### Problem to work on
The records below need to be printed in full. Keep each one exact.

### Source information
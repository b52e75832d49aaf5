//! Feedback tools: agent_feedback, get_agent_feedback, update_agent_feedback.

use continuum_core::{
    Engine, FeedbackKind, FeedbackStatus, MemoryError, RequestContext, Result,
};
use serde::Deserialize;
use serde_json::Value;

use super::parse_args;
use crate::protocol::types::ToolDescription;

pub fn descriptors() -> Vec<ToolDescription> {
    vec![
        ToolDescription {
            name: "agent_feedback".to_string(),
            description: Some(
                "File feedback about the memory system itself: friction, bug, suggestion, \
                 or praise."
                    .to_string(),
            ),
            input_schema: serde_json::json!({
                "type": "object",
                "properties": {
                    "kind": {"type": "string", "enum": ["friction", "bug", "suggestion", "praise"]},
                    "text": {"type": "string"},
                    "op_id": {"type": "string"}
                },
                "required": ["kind", "text"]
            }),
        },
        ToolDescription {
            name: "get_agent_feedback".to_string(),
            description: Some("List feedback, optionally filtered by status.".to_string()),
            input_schema: serde_json::json!({
                "type": "object",
                "properties": {
                    "status": {"type": "string", "enum": ["open", "reviewed", "addressed", "rejected"]},
                    "limit": {"type": "integer", "minimum": 1, "maximum": 100, "default": 20}
                }
            }),
        },
        ToolDescription {
            name: "update_agent_feedback".to_string(),
            description: Some(
                "Transition a feedback item: open to reviewed/addressed/rejected, reviewed to \
                 addressed/rejected. Terminal states are frozen."
                    .to_string(),
            ),
            input_schema: serde_json::json!({
                "type": "object",
                "properties": {
                    "feedback_id": {"type": "string"},
                    "status": {"type": "string", "enum": ["reviewed", "addressed", "rejected"]},
                    "op_id": {"type": "string"}
                },
                "required": ["feedback_id", "status"]
            }),
        },
    ]
}

#[derive(Debug, Deserialize)]
#[serde(deny_unknown_fields)]
struct SubmitArgs {
    kind: String,
    text: String,
}

pub async fn execute_agent_feedback(
    engine: &Engine,
    ctx: &RequestContext,
    args: Option<Value>,
) -> Result<Value> {
    let args: SubmitArgs = parse_args(args)?;
    let kind = FeedbackKind::parse_name(&args.kind)
        .ok_or_else(|| MemoryError::Validation(format!("unknown feedback kind '{}'", args.kind)))?;
    let feedback = engine.ops.submit_feedback(ctx, kind, args.text)?;
    Ok(serde_json::json!({
        "feedback_id": feedback.id,
        "status": feedback.status,
        "created_at": feedback.created_at,
    }))
}

#[derive(Debug, Deserialize)]
#[serde(deny_unknown_fields)]
struct GetArgs {
    #[serde(default)]
    status: Option<String>,
    #[serde(default)]
    limit: Option<usize>,
}

pub async fn execute_get_agent_feedback(
    engine: &Engine,
    ctx: &RequestContext,
    args: Option<Value>,
) -> Result<Value> {
    let args: GetArgs = parse_args(args)?;
    let status = args
        .status
        .as_deref()
        .map(|s| {
            FeedbackStatus::parse_name(s)
                .ok_or_else(|| MemoryError::Validation(format!("unknown status '{s}'")))
        })
        .transpose()?;
    let feedback = engine.ops.get_agent_feedback(ctx, status, args.limit)?;
    Ok(serde_json::json!({
        "total": feedback.len(),
        "feedback": feedback,
    }))
}

#[derive(Debug, Deserialize)]
#[serde(deny_unknown_fields)]
struct UpdateArgs {
    feedback_id: String,
    status: String,
}

pub async fn execute_update_agent_feedback(
    engine: &Engine,
    ctx: &RequestContext,
    args: Option<Value>,
) -> Result<Value> {
    let args: UpdateArgs = parse_args(args)?;
    let status = FeedbackStatus::parse_name(&args.status)
        .ok_or_else(|| MemoryError::Validation(format!("unknown status '{}'", args.status)))?;
    let feedback = engine
        .ops
        .update_feedback_status(ctx, &args.feedback_id, status)?;
    Ok(serde_json::json!({
        "feedback_id": feedback.id,
        "status": feedback.status,
    }))
}

// ============================================================================
// TESTS
// ============================================================================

### Output
repository b52e75832d49aaf5
//! Feedback tools: agent_feedback, get_agent_feedback, update_agent_feedback.

use continuum_core::{
    Engine, FeedbackKind, FeedbackStatus, MemoryError, RequestContext, Result,
};
use serde::Deserialize;
use serde_json::Value;

use super::parse_args;
use crate::protocol::types::ToolDescription;

pub fn descriptors() -> Vec<ToolDescription> {
    vec![
        ToolDescription {
            name: "agent_feedback".to_string(),
            description: Some(
                "File feedback about the memory system itself: friction, bug, suggestion, \
                 or praise."
                    .to_string(),
            ),
            input_schema: serde_json::json!({
                "type": "object",
                "properties": {
                    "kind": {"type": "string", "enum": ["friction", "bug", "suggestion", "praise"]},
                    "text": {"type": "string"},
                    "op_id": {"type": "string"}
                },
                "required": ["kind", "text"]
            }),
        },
        ToolDescription {
            name: "get_agent_feedback".to_string(),
            description: Some("List feedback, optionally filtered by status.".to_string()),
            input_schema: serde_json::json!({
                "type": "object",
                "properties": {
                    "status": {"type": "string", "enum": ["open", "reviewed", "addressed", "rejected"]},
                    "limit": {"type": "integer", "minimum": 1, "maximum": 100, "default": 20}
                }
            }),
        },
        ToolDescription {
            name: "update_agent_feedback".to_string(),
            description: Some(
                "Transition a feedback item: open to reviewed/addressed/rejected, reviewed to \
                 addressed/rejected. Terminal states are frozen."
                    .to_string(),
            ),
            input_schema: serde_json::json!({
                "type": "object",
                "properties": {
                    "feedback_id": {"type": "string"},
                    "status": {"type": "string", "enum": ["reviewed", "addressed", "rejected"]},
                    "op_id": {"type": "string"}
                },
                "required": ["feedback_id", "status"]
            }),
        },
    ]
}

#[derive(Debug, Deserialize)]
#[serde(deny_unknown_fields)]
struct SubmitArgs {
    kind: String,
    text: String,
}

pub async fn execute_agent_feedback(
    engine: &Engine,
    ctx: &RequestContext,
    args: Option<Value>,
) -> Result<Value> {
    let args: SubmitArgs = parse_args(args)?;
    let kind = FeedbackKind::parse_name(&args.kind)
        .ok_or_else(|| MemoryError::Validation(format!("unknown feedback kind '{}'", args.kind)))?;
    let feedback = engine.ops.submit_feedback(ctx, kind, args.text)?;
    Ok(serde_json::json!({
        "feedback_id": feedback.id,
        "status": feedback.status,
        "created_at": feedback.created_at,
    }))
}

#[derive(Debug, Deserialize)]
#[serde(deny_unknown_fields)]
struct GetArgs {
    #[serde(default)]
    status: Option<String>,
    #[serde(default)]
    limit: Option<usize>,
}

pub async fn execute_get_agent_feedback(
    engine: &Engine,
    ctx: &RequestContext,
    args: Option<Value>,
) -> Result<Value> {
    let args: GetArgs = parse_args(args)?;
    let status = args
        .status
        .as_deref()
        .map(|s| {
            FeedbackStatus::parse_name(s)
                .ok_or_else(|| MemoryError::Validation(format!("unknown status '{s}'")))
        })
        .transpose()?;
    let feedback = engine.ops.get_agent_feedback(ctx, status, args.limit)?;
    Ok(serde_json::json!({
        "total": feedback.len(),
        "feedback": feedback,
    }))
}

#[derive(Debug, Deserialize)]
#[serde(deny_unknown_fields)]
struct UpdateArgs {
    feedback_id: String,
    status: String,
}

pub async fn execute_update_agent_feedback(
    engine: &Engine,
    ctx: &RequestContext,
    args: Option<Value>,
) -> Result<Value> {
    let args: UpdateArgs = parse_args(args)?;
    let status = FeedbackStatus::parse_name(&args.status)
        .ok_or_else(|| MemoryError::Validation(format!("unknown status '{}'", args.status)))?;
    let feedback = engine
        .ops
        .update_feedback_status(ctx, &args.feedback_id, status)?;
    Ok(serde_json::json!({
        "feedback_id": feedback.id,
        "status": feedback.status,
    }))
}

// ============================================================================
// TESTS
// ============================================================================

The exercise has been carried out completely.